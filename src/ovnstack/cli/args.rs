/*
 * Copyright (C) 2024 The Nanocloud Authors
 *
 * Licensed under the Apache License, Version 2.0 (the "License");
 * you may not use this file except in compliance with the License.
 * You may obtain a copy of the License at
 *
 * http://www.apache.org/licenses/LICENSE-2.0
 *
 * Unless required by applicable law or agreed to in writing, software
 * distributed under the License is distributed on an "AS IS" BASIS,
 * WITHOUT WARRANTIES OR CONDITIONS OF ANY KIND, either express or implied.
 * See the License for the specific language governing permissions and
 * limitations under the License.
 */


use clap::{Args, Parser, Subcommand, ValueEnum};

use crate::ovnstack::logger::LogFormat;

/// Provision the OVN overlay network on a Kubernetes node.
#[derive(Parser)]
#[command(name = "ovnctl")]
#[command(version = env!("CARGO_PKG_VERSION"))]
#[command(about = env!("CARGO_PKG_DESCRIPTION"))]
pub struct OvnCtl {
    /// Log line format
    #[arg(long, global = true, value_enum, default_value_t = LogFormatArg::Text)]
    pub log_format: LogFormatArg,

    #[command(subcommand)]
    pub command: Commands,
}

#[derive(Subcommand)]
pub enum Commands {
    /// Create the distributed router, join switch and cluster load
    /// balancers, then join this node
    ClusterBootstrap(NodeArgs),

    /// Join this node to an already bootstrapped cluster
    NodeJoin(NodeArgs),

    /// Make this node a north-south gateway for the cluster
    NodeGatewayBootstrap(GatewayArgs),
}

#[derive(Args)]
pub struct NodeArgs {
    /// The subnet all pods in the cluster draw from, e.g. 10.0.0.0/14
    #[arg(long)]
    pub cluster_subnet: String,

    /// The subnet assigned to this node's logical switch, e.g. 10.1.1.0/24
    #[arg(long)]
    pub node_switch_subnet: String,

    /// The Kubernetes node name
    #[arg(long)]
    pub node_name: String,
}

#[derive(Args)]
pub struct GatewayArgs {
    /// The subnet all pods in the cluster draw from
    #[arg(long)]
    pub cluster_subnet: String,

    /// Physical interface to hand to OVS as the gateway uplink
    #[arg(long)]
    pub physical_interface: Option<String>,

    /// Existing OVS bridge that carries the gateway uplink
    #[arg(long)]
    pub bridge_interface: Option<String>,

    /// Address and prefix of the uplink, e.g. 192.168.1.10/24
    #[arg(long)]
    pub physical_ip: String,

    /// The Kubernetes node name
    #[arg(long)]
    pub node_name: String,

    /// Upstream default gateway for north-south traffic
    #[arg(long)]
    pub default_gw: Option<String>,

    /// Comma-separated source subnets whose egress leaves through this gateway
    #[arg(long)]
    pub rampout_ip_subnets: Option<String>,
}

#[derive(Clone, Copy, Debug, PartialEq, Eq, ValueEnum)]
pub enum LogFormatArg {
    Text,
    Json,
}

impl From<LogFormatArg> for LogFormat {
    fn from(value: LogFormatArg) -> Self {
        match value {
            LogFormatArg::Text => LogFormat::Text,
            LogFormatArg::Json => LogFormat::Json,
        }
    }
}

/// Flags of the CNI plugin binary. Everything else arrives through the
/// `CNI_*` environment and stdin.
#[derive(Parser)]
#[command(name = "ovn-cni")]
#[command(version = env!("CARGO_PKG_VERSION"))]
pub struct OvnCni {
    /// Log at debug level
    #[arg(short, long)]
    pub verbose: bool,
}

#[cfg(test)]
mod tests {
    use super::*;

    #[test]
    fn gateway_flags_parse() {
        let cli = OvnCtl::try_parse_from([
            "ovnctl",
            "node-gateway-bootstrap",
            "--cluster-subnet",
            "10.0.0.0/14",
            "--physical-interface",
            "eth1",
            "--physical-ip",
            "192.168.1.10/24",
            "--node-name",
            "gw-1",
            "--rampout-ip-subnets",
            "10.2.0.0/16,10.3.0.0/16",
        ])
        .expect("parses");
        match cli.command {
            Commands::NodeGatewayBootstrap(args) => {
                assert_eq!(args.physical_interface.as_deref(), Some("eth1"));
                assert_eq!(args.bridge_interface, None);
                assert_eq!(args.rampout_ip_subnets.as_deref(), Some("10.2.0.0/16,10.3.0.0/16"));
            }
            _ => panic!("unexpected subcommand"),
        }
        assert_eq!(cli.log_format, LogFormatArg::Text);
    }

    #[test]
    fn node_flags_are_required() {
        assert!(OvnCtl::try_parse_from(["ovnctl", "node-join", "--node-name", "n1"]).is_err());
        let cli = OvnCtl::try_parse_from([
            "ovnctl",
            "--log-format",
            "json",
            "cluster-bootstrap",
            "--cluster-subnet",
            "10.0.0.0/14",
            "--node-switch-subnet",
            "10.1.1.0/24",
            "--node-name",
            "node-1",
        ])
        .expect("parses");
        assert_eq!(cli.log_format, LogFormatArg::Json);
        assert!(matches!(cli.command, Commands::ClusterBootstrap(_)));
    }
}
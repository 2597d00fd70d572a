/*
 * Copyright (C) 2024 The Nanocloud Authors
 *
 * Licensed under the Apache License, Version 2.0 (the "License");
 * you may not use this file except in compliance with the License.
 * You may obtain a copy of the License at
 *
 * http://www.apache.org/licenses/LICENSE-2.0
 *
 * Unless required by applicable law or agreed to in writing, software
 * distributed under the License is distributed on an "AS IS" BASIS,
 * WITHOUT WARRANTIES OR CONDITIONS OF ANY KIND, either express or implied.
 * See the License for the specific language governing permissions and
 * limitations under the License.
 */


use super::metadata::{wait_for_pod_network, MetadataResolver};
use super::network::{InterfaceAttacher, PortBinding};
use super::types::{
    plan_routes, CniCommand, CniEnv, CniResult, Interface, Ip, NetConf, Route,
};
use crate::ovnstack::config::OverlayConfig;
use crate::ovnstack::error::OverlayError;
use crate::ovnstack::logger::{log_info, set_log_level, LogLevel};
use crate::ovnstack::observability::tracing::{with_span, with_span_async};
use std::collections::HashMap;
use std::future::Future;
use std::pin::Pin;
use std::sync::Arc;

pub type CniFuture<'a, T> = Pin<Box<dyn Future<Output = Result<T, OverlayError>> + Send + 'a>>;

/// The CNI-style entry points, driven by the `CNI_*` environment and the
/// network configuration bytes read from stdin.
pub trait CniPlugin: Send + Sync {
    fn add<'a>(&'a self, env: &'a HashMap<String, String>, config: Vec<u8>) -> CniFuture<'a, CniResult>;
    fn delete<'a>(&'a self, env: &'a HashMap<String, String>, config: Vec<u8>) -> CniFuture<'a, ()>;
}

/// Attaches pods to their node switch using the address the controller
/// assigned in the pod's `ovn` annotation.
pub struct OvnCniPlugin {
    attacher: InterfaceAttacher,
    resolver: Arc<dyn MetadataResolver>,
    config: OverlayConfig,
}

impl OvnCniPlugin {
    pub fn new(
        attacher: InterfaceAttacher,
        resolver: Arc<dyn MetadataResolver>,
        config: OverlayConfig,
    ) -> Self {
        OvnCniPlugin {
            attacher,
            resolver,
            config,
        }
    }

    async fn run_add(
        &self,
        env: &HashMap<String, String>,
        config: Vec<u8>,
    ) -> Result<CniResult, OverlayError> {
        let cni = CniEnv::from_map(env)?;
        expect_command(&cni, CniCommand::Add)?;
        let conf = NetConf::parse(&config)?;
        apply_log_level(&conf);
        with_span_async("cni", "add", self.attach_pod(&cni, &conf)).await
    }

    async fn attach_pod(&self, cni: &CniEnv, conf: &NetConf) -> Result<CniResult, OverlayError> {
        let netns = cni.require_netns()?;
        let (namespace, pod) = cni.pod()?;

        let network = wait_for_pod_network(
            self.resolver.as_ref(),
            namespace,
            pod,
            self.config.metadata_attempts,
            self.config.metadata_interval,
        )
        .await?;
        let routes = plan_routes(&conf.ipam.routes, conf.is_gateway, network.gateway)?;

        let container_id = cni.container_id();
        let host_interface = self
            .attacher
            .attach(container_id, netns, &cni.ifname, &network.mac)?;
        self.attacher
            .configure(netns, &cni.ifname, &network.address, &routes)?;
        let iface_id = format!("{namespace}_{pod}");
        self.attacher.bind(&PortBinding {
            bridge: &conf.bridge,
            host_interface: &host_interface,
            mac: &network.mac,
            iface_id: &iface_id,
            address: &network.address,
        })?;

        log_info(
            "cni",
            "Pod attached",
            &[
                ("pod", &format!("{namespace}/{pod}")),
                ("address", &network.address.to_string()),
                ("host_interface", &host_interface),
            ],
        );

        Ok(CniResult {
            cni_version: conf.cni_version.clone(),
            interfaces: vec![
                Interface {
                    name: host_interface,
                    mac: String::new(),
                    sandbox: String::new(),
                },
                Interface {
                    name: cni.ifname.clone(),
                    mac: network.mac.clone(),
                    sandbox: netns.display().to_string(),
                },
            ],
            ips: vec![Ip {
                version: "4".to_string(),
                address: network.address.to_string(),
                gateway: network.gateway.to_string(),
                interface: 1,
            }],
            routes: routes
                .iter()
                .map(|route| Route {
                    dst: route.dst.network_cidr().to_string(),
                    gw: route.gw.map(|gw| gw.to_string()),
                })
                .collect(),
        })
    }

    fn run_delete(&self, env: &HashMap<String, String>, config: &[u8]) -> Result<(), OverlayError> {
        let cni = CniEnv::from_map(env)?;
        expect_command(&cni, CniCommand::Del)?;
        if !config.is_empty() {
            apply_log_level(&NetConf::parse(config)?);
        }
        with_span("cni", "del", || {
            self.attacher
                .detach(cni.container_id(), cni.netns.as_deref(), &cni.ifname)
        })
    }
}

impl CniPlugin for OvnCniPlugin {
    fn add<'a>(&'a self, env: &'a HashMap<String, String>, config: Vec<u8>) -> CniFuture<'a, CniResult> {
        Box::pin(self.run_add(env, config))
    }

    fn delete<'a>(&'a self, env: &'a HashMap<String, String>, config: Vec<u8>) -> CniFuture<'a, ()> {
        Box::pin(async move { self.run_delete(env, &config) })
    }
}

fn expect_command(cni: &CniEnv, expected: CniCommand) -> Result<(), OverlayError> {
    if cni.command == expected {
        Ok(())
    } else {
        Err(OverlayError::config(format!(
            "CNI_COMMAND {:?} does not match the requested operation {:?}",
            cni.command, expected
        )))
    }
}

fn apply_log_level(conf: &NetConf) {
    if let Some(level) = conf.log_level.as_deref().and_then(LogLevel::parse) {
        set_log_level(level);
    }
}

_ _ _ _ _ _ _

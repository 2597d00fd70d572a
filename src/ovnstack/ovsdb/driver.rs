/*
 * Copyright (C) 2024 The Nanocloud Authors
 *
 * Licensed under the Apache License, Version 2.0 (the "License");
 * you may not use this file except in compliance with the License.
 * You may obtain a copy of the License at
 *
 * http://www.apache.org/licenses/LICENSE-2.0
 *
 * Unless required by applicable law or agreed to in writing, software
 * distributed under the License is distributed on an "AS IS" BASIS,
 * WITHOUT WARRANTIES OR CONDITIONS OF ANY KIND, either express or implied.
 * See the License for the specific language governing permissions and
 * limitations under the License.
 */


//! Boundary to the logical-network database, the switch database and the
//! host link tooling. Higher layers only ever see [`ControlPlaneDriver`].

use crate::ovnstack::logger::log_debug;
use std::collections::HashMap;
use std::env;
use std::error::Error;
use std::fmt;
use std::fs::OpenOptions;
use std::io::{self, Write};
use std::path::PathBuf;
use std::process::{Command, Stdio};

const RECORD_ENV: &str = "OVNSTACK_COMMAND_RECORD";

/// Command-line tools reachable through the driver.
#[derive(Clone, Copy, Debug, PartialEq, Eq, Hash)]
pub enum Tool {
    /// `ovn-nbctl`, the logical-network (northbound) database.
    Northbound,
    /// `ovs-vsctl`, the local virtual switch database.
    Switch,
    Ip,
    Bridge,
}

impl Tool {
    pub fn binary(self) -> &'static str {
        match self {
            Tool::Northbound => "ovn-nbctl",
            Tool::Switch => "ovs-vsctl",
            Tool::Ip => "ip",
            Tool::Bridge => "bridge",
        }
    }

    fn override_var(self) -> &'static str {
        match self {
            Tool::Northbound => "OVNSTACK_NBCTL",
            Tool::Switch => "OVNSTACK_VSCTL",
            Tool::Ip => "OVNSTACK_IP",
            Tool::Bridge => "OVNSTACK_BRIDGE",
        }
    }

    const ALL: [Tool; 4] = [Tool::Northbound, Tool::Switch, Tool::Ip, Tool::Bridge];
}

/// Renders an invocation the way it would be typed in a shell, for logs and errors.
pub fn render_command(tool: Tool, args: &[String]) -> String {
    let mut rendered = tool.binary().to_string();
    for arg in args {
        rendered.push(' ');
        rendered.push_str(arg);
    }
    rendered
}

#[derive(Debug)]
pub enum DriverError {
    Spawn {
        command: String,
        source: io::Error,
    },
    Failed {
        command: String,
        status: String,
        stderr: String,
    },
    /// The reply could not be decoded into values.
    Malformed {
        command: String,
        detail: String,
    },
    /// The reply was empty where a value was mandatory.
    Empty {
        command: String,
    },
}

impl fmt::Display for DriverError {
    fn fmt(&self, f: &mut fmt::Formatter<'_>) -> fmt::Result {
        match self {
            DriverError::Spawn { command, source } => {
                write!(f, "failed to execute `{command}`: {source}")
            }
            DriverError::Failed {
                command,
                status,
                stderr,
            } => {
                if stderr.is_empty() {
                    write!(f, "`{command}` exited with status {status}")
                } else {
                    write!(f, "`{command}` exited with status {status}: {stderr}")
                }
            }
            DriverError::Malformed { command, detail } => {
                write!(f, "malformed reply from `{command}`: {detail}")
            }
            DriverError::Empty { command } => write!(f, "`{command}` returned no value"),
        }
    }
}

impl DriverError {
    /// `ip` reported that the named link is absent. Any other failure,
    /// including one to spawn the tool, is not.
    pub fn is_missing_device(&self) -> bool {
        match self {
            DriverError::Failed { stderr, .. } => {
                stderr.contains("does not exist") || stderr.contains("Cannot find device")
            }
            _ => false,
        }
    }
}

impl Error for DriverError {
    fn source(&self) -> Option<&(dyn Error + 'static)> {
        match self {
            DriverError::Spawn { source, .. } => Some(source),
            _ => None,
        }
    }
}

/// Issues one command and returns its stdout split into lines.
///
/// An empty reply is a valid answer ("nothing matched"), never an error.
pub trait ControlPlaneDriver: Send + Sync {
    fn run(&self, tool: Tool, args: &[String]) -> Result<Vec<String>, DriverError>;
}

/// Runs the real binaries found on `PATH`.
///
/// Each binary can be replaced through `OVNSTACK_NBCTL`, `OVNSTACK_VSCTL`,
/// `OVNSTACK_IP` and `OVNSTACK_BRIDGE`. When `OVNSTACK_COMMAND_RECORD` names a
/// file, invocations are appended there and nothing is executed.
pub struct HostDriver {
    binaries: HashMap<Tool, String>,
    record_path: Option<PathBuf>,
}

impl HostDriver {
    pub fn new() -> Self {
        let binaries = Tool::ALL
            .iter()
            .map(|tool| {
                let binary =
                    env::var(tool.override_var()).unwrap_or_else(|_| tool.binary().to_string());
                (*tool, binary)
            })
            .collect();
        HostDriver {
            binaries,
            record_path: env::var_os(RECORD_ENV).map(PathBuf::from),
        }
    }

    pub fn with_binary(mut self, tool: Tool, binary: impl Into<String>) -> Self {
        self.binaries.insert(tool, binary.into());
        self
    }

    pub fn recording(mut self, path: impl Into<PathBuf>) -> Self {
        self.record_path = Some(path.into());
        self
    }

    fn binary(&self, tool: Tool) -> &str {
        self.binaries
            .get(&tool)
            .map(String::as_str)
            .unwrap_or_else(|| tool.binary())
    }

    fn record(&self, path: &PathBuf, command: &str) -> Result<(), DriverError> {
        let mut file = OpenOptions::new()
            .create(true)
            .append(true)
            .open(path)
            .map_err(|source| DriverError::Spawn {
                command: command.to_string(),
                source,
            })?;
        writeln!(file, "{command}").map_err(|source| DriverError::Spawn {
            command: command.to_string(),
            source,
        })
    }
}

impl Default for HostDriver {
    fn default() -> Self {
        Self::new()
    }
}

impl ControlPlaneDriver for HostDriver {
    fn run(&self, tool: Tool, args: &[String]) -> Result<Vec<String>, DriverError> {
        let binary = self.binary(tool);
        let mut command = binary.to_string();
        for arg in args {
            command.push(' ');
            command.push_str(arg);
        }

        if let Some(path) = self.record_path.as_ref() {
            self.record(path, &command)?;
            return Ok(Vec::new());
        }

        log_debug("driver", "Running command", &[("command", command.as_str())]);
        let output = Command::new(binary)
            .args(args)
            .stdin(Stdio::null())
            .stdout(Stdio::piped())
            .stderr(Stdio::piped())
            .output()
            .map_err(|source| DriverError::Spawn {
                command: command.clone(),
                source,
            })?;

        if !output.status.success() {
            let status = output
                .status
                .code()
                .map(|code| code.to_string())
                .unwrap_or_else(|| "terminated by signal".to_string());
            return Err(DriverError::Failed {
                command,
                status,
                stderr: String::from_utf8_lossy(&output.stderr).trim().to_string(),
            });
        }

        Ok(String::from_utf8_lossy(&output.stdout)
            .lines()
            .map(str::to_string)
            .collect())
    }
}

_ _ _ _ _ _ _

— Your instructions —
Wherever the string "NodeArgs" occurs in the records, copy the line it is in.

— Output for this task —
    ClusterBootstrap(NodeArgs),
    NodeJoin(NodeArgs),
pub struct NodeArgs {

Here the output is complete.